Given the inside day, there is not much to add to the comments of recent days. The daily Coppock Curve is likely to maintain a bullish bias for another 5-6 days, but has yet to confirm the recent highs. Meanwhile, the weekly oscillator is overbought and deteriorating. In addition, the rally from the November low is more corrective than not, which suggests that it is an ending pattern. The risk is that it is an ending pattern relative to the entire post-July rally. As a result, a breach of the uptrend from the early November low would be an early warning sign prior to a potentially important decline.
As for resistance, the downtrend line from the 2007 high is currently at 1109.10 on the weekly chart. A decisive breach of this line would clear the way for a full challenge of the 1121-1156 resistance range that we have regularly highlighted.
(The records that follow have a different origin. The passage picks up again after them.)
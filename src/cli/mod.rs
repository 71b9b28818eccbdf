use anyhow::Context;
use clap::Parser;
use sqlx::PgPool;
use std::sync::Arc;

use crate::config::{self, AppConfig};
use crate::database::{
    CategoryRepository, DatabaseManager, MemoryCategoryRepository, PgCategoryRepository,
};
use crate::middleware::{ApiKeyAuthorizer, SharedAuthorizer};
use crate::AppState;

#[derive(Parser, Debug)]
#[command(name = "category-api")]
#[command(about = "Category CRUD API server")]
#[command(version)]
pub struct Cli {
    #[arg(long, help = "Bind host (overrides API_HOST)")]
    pub host: Option<String>,

    #[arg(long, help = "Bind port (overrides API_PORT / PORT)")]
    pub port: Option<u16>,

    #[arg(long, help = "Keep categories in process memory instead of Postgres")]
    pub in_memory: bool,

    #[arg(long, help = "Do not create the category table on startup")]
    pub skip_migrate: bool,
}

impl Cli {
    /// Process configuration with command-line overrides applied
    pub fn resolve_config(&self) -> AppConfig {
        let mut resolved = config::config().clone();
        if let Some(host) = &self.host {
            resolved.api.host = host.clone();
        }
        if let Some(port) = self.port {
            resolved.api.port = port;
        }
        resolved
    }
}

pub async fn run(cli: Cli) -> anyhow::Result<()> {
    let config = cli.resolve_config();
    tracing::info!("Starting category API in {:?} mode", config.environment);

    let (repository, pool): (Arc<dyn CategoryRepository>, Option<PgPool>) = if cli.in_memory {
        tracing::warn!("Using in-memory storage; data is lost on exit");
        let repository: Arc<dyn CategoryRepository> = Arc::new(MemoryCategoryRepository::new());
        (repository, None)
    } else {
        let pool = DatabaseManager::connect(&config.database)
            .await
            .context("failed to connect to database")?;
        if !cli.skip_migrate {
            DatabaseManager::ensure_schema(&pool)
                .await
                .context("failed to prepare schema")?;
        }
        let repository: Arc<dyn CategoryRepository> = Arc::new(PgCategoryRepository::new(
            pool.clone(),
            config.database.statement_timeout(),
        ));
        (repository, Some(pool))
    };

    if config.security.api_key.is_empty() {
        tracing::warn!("API_KEY is not set; every request will be rejected");
    }
    let authorizer: SharedAuthorizer = Arc::new(ApiKeyAuthorizer::from_config(&config.security));

    let app = crate::app(AppState::new(repository, pool.clone()), authorizer, &config);

    let bind_addr = config.bind_addr();
    let listener = tokio::net::TcpListener::bind(&bind_addr)
        .await
        .with_context(|| format!("failed to bind {}", bind_addr))?;
    tracing::info!("Category API listening on http://{}", bind_addr);

    axum::serve(listener, app)
        .with_graceful_shutdown(shutdown_signal())
        .await
        .context("server error")?;

    if let Some(pool) = pool {
        pool.close().await;
        tracing::info!("Closed database pool");
    }
    tracing::info!("Server shutdown complete");
    Ok(())
}

async fn shutdown_signal() {
    let ctrl_c = async {
        if let Err(e) = tokio::signal::ctrl_c().await {
            tracing::error!("Failed to install Ctrl+C handler: {}", e);
            std::future::pending::<()>().await;
        }
    };

    #[cfg(unix)]
    let terminate = async {
        match tokio::signal::unix::signal(tokio::signal::unix::SignalKind::terminate()) {
            Ok(mut signal) => {
                signal.recv().await;
            }
            Err(e) => {
                tracing::error!("Failed to install SIGTERM handler: {}", e);
                std::future::pending::<()>().await;
            }
        }
    };

    #[cfg(not(unix))]
    let terminate = std::future::pending::<()>();

    tokio::select! {
        _ = ctrl_c => tracing::info!("Received SIGINT, shutting down"),
        _ = terminate => tracing::info!("Received SIGTERM, shutting down"),
    }
}

#[cfg(test)]
mod tests {
    use super::*;

    #[test]
    fn flags_override_bind_address() {
        let cli = Cli::parse_from(["category-api", "--host", "127.0.0.1", "--port", "8081"]);
        assert_eq!(cli.resolve_config().bind_addr(), "127.0.0.1:8081");
        assert!(!cli.in_memory);
    }

    #[test]
    fn in_memory_flag_parses() {
        let cli = Cli::parse_from(["category-api", "--in-memory", "--skip-migrate"]);
        assert!(cli.in_memory);
        assert!(cli.skip_migrate);
    }
}
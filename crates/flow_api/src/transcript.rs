use crate::events::{ContentBlock, FinalResult, StreamChunk};
use crate::history::{build_content_blocks_from_tools, now_ms, ChatMessage, ChatRole};

/// Assistant message being assembled from the chunks of one send.
///
/// Chunks whose text repeats the user's prompt are treated as an echo and
/// ignored. Raw chunks and `replace` chunks overwrite the text; other
/// structured text is appended.
#[derive(Debug, Clone, PartialEq)]
pub struct AssistantTurn {
    prompt: String,
    text: String,
    content_blocks: Option<Vec<ContentBlock>>,
    typing: bool,
}

impl AssistantTurn {
    pub fn new(prompt: impl Into<String>) -> Self {
        Self {
            prompt: prompt.into(),
            text: String::new(),
            content_blocks: None,
            typing: true,
        }
    }

    /// Fold one chunk in. Returns `false` when the chunk was an echo.
    pub fn apply(&mut self, chunk: &StreamChunk) -> bool {
        if chunk.text().is_some_and(|text| self.is_echo(text)) {
            return false;
        }

        match chunk {
            StreamChunk::Raw(text) => self.text.clone_from(text),
            StreamChunk::Structured {
                text: Some(text),
                replace: true,
                ..
            } => self.text.clone_from(text),
            StreamChunk::Structured {
                text: Some(text), ..
            } => self.text.push_str(text),
            StreamChunk::Structured { text: None, .. } => {}
        }

        if !chunk.content_blocks().is_empty() {
            self.content_blocks = Some(chunk.content_blocks().to_vec());
        } else if let Some(blocks) = build_content_blocks_from_tools(chunk.tools()) {
            self.content_blocks = Some(blocks);
        }

        if !self.text.is_empty() {
            self.typing = false;
        }
        true
    }

    /// Reconcile with the terminal result. Final text and blocks only win
    /// when they are non-empty, so streamed tool steps survive.
    pub fn finish(&mut self, result: &FinalResult) {
        if !result.text.is_empty() {
            self.text.clone_from(&result.text);
        }
        if let Some(blocks) = result.content_blocks.as_ref().filter(|blocks| !blocks.is_empty()) {
            self.content_blocks = Some(blocks.clone());
        }
        self.typing = false;
    }

    pub fn text(&self) -> &str {
        &self.text
    }

    pub fn content_blocks(&self) -> Option<&[ContentBlock]> {
        self.content_blocks.as_deref()
    }

    /// Still waiting for the first piece of text.
    pub fn is_typing(&self) -> bool {
        self.typing
    }

    pub fn into_message(self, id: u64) -> ChatMessage {
        ChatMessage {
            id,
            role: ChatRole::Assistant,
            content: self.text,
            timestamp_ms: now_ms(),
            content_blocks: self.content_blocks,
        }
    }

    fn is_echo(&self, text: &str) -> bool {
        text.trim() == self.prompt.trim()
    }
}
Last week’s test (at 1085) of the post-March uptrend line is first support. A break of that level would be further evidence that the rally from the November 2 low is corrective and would increase the risks for a test of the important 1029-1020 double-bottom.

4 comments:

  1. "In addition, the rally from the November low is more corrective than not,..."

    Your mkt blog is one of THE best that i have seen, but IMO that chart & interpretation is highly subjective (vis-a-vis impulsive versus corrective) as is Elliott Wave (unfortunately).

    One of the most bearish things occurring currently is the stealth aggressive selling in GS.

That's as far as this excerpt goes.